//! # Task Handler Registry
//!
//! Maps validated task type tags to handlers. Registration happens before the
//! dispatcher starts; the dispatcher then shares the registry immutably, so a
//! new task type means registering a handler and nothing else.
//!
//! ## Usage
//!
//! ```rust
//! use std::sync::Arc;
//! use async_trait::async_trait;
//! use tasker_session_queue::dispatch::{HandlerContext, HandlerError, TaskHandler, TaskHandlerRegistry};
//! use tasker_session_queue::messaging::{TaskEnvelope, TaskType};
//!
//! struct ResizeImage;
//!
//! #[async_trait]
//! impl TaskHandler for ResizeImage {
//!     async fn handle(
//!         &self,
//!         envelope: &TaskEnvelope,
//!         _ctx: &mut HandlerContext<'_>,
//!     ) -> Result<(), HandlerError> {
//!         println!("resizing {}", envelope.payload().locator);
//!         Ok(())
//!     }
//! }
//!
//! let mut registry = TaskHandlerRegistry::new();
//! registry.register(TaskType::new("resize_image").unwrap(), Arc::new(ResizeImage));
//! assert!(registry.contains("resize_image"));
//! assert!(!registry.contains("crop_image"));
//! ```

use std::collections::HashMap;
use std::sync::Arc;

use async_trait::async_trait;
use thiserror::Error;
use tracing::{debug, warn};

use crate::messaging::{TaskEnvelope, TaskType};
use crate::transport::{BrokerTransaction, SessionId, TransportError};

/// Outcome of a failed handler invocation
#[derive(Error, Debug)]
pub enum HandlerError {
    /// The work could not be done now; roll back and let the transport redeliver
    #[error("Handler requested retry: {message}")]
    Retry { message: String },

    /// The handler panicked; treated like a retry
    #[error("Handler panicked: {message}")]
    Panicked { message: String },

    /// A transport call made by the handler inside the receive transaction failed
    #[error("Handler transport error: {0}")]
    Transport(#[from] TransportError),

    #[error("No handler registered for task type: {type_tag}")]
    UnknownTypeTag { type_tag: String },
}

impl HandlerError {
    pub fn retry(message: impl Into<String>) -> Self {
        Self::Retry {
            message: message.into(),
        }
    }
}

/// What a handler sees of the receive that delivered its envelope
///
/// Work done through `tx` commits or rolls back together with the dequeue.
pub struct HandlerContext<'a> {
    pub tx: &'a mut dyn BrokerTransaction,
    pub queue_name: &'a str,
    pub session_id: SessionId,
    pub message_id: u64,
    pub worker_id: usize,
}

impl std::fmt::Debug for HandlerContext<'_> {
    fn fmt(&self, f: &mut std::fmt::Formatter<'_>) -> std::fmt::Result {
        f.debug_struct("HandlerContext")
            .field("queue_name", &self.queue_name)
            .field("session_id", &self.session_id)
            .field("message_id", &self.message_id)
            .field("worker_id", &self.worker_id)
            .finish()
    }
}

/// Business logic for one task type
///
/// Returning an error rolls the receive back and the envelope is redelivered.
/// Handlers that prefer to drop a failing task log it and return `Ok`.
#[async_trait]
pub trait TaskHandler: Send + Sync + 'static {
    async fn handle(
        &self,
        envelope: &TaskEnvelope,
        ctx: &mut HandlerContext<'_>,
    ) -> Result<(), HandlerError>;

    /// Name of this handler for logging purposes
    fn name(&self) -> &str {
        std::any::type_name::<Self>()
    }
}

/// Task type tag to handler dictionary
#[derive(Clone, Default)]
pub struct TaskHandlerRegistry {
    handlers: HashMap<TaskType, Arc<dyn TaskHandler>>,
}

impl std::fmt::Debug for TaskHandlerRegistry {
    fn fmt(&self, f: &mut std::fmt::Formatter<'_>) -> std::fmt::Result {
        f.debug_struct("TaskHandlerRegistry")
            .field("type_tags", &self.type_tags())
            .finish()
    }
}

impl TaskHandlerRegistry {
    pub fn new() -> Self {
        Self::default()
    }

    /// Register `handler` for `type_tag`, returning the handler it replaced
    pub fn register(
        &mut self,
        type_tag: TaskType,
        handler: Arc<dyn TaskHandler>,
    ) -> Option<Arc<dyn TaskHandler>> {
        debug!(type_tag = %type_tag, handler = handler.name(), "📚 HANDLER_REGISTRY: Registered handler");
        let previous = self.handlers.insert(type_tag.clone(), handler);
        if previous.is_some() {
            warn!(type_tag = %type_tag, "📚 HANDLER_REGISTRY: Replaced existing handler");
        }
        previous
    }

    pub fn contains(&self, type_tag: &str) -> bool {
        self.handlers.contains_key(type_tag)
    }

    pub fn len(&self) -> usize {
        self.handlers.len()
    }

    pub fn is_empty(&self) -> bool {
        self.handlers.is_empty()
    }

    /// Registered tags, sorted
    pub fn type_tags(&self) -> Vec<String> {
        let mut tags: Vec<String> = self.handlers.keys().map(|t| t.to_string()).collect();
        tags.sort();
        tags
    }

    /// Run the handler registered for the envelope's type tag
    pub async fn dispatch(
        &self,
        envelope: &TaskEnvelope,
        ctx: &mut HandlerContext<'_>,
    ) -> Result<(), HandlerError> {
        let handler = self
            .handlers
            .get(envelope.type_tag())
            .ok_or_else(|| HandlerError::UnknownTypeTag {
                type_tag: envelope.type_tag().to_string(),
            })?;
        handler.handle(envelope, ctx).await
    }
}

======

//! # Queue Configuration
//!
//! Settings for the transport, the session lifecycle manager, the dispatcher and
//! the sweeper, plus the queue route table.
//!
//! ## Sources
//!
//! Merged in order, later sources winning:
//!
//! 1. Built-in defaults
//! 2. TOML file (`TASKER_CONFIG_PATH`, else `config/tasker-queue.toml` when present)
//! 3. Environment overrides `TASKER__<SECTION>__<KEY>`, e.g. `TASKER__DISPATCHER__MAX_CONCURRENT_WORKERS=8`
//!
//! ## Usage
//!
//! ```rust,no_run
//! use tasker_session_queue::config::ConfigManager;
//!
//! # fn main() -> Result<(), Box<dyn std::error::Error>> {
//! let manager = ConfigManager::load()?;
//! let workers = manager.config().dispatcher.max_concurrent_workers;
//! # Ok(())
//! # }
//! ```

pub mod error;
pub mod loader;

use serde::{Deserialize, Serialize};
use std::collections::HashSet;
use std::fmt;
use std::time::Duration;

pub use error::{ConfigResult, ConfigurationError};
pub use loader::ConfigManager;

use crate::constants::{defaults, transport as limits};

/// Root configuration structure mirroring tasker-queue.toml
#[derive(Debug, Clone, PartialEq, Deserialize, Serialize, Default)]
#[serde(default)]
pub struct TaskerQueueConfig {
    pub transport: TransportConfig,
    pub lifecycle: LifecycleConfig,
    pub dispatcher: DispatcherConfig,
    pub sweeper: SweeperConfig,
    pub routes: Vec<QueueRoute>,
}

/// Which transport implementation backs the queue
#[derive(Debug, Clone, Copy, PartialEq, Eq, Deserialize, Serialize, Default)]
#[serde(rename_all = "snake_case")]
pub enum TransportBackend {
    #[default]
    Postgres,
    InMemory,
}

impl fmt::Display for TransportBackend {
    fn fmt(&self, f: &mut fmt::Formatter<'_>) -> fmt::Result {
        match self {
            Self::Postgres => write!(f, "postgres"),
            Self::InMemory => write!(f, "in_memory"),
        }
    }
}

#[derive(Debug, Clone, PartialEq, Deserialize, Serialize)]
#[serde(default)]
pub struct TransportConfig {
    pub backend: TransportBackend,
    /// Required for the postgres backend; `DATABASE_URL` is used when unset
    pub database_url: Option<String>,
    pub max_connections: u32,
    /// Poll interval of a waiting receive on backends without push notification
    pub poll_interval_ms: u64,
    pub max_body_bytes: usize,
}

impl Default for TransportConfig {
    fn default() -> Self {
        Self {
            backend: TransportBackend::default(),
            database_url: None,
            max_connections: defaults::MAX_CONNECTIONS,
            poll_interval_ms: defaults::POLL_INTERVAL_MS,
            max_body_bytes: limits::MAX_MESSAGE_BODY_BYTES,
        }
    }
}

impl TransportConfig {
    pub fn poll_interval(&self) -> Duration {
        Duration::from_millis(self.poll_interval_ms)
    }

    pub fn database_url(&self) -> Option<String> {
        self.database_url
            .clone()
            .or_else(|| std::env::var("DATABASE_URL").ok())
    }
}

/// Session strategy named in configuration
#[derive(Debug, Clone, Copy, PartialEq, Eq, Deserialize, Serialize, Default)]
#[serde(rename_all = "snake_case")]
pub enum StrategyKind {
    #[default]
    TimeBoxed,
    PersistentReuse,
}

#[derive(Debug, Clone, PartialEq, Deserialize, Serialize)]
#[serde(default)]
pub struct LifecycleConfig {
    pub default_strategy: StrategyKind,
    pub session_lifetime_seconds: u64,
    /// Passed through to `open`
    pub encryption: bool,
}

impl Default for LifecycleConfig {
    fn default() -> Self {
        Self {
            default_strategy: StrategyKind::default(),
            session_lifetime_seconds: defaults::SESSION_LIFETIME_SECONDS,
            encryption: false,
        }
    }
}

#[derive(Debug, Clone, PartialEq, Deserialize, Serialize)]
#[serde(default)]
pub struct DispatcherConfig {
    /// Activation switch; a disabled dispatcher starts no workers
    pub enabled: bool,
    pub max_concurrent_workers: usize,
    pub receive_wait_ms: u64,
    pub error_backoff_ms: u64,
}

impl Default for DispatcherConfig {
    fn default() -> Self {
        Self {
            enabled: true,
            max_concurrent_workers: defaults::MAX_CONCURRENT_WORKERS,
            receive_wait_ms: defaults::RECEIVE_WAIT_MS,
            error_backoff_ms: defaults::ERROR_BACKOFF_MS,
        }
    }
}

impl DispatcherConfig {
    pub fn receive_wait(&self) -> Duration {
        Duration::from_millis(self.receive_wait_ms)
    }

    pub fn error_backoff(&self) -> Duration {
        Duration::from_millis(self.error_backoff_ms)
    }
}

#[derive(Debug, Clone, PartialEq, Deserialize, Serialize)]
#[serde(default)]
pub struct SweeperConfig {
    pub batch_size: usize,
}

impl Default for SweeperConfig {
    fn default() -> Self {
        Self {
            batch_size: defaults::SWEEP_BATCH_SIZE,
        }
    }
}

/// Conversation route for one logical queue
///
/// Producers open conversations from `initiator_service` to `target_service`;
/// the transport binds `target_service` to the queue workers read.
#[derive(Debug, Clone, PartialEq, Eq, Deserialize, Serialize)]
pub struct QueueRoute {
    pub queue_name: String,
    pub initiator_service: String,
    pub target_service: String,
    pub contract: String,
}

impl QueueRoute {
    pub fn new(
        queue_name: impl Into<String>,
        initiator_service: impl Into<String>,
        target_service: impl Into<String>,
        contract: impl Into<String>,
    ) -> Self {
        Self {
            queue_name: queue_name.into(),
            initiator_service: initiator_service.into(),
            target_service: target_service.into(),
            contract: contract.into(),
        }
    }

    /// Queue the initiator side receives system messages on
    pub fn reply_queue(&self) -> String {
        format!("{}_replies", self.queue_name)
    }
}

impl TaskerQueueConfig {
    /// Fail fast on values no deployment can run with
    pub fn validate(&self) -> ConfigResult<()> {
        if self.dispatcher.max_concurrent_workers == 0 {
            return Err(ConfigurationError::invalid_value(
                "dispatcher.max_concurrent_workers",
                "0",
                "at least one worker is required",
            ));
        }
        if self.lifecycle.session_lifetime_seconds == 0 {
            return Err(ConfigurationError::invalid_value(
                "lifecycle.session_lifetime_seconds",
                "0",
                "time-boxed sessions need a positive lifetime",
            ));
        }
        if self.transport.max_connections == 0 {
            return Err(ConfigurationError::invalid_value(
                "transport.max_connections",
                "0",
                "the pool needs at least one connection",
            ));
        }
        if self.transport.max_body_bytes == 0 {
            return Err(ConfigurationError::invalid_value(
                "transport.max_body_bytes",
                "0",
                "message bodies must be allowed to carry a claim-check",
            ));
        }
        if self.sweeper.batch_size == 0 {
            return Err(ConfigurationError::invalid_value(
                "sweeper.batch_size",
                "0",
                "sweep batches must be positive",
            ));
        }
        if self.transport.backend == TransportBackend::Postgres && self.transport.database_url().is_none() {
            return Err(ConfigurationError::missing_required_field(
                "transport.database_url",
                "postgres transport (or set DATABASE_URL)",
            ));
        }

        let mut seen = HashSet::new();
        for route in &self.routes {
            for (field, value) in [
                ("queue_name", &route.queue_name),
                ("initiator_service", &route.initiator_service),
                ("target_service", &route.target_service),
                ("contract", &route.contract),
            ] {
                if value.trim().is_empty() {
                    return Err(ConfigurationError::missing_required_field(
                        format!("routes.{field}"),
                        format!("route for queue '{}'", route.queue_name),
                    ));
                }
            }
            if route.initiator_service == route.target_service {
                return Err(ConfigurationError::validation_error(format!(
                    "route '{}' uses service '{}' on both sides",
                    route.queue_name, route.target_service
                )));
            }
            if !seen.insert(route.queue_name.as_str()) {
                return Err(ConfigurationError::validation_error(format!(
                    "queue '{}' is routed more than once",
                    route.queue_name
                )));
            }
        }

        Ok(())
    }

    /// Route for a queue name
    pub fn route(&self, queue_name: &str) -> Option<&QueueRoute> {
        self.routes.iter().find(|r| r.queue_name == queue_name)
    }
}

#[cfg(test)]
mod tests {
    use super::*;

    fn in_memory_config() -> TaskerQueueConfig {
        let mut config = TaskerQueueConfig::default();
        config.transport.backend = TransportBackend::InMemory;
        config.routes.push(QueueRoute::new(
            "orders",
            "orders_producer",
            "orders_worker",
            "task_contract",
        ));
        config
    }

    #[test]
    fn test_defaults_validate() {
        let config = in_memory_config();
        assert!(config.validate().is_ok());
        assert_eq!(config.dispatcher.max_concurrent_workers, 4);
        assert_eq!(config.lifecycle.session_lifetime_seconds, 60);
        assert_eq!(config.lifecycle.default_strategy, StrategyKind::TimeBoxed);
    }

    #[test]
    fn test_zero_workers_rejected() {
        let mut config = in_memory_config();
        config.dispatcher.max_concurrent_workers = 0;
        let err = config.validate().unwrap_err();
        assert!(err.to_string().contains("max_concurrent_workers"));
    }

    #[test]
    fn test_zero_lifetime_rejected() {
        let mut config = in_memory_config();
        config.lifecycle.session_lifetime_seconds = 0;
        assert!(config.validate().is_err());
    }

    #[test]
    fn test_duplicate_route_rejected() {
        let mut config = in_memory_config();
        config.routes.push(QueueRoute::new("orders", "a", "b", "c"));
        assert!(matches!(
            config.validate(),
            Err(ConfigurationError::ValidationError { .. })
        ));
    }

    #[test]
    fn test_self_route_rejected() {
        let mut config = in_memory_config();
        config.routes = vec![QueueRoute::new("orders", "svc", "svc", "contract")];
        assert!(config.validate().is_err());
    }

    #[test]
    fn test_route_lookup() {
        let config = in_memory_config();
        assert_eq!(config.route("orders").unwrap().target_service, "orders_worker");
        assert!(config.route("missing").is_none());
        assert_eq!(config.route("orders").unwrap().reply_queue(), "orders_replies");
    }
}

======

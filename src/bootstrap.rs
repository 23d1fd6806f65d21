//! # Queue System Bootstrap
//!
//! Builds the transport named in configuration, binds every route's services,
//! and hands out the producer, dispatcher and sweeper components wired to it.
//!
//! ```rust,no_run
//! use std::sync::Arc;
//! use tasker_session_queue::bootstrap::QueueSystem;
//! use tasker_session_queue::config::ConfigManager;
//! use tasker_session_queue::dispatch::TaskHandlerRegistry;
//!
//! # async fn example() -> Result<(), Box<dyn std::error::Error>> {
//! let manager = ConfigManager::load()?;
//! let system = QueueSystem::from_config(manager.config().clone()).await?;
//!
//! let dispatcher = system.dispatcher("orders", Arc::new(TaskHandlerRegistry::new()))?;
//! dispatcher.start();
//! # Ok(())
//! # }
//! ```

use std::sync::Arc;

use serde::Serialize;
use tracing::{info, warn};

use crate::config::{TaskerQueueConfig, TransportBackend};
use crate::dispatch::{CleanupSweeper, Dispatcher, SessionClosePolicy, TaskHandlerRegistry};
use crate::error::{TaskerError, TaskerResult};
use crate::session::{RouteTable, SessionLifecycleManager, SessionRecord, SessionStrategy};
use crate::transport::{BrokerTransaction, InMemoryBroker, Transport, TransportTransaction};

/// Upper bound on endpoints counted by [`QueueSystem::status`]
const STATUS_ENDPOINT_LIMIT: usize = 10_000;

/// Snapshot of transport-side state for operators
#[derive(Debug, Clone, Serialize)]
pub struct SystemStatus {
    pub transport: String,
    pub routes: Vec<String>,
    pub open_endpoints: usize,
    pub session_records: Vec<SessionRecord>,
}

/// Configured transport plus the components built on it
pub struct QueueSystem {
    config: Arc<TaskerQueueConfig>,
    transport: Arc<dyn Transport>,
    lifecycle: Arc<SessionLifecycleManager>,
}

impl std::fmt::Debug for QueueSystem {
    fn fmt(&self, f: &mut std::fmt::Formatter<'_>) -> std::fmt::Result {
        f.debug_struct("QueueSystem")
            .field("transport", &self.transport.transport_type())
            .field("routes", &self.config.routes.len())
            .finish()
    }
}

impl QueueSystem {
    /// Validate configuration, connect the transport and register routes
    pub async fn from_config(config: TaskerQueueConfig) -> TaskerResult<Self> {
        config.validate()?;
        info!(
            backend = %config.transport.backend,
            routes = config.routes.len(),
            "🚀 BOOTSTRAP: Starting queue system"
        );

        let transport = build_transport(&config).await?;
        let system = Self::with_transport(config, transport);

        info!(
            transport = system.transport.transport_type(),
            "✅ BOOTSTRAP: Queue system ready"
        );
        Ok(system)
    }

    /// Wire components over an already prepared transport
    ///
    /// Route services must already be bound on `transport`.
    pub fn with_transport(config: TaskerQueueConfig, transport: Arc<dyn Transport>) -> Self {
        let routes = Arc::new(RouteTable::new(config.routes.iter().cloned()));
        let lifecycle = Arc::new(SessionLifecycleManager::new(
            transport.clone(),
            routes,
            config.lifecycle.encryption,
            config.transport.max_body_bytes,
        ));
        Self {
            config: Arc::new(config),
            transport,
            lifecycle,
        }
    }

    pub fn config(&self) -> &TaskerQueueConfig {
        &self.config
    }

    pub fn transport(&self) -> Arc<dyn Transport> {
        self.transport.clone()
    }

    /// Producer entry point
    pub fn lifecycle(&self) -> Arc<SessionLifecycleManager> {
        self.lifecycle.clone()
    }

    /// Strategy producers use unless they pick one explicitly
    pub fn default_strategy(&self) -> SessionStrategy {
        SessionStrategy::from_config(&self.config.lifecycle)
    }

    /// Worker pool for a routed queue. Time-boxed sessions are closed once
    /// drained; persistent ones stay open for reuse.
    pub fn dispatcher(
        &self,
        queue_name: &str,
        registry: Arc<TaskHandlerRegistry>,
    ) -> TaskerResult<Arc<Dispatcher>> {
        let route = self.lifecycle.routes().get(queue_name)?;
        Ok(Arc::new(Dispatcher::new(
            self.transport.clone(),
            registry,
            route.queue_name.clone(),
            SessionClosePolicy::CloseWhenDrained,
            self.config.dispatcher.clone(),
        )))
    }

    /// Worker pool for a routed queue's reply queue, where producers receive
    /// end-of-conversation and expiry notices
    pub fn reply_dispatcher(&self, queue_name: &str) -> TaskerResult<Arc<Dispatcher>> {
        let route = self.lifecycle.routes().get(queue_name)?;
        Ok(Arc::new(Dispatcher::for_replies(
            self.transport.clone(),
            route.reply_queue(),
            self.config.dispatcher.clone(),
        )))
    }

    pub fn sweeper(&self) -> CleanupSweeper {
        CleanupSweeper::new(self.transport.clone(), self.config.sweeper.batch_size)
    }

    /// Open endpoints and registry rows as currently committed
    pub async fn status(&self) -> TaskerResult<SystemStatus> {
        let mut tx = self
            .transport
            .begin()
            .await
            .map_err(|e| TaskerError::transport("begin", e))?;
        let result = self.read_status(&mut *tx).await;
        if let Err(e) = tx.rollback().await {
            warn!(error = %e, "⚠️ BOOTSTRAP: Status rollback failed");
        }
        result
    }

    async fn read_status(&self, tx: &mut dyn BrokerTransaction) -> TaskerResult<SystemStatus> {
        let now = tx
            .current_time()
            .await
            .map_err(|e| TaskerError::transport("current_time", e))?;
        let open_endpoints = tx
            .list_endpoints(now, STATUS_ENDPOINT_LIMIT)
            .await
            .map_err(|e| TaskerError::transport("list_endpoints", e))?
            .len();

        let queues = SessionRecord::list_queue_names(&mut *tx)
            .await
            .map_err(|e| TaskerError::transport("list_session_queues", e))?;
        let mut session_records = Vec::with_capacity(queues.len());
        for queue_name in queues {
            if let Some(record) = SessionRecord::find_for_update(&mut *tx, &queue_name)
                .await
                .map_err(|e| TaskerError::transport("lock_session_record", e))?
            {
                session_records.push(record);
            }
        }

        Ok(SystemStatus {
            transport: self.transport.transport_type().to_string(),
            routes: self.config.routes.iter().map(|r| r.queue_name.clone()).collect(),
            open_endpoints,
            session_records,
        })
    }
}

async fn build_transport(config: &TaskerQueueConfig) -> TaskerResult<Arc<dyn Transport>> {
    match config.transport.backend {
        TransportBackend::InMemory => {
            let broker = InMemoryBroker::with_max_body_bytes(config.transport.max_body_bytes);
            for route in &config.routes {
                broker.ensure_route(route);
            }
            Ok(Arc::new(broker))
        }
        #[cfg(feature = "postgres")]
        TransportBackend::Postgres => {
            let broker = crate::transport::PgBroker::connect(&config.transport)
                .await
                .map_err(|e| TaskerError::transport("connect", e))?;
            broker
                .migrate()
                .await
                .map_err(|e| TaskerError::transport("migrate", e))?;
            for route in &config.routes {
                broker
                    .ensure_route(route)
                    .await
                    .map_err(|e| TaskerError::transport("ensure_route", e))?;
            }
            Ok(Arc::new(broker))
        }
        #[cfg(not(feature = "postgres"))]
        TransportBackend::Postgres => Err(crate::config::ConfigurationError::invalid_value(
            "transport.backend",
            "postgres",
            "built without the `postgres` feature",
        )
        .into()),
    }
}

======

• _WHAT THE EXERCISE ASKS_: Check each line of the data above for the word "TaskerError" and say how many lines contain it, giving nothing besides the number.

• _ANSWER SECTION_: 9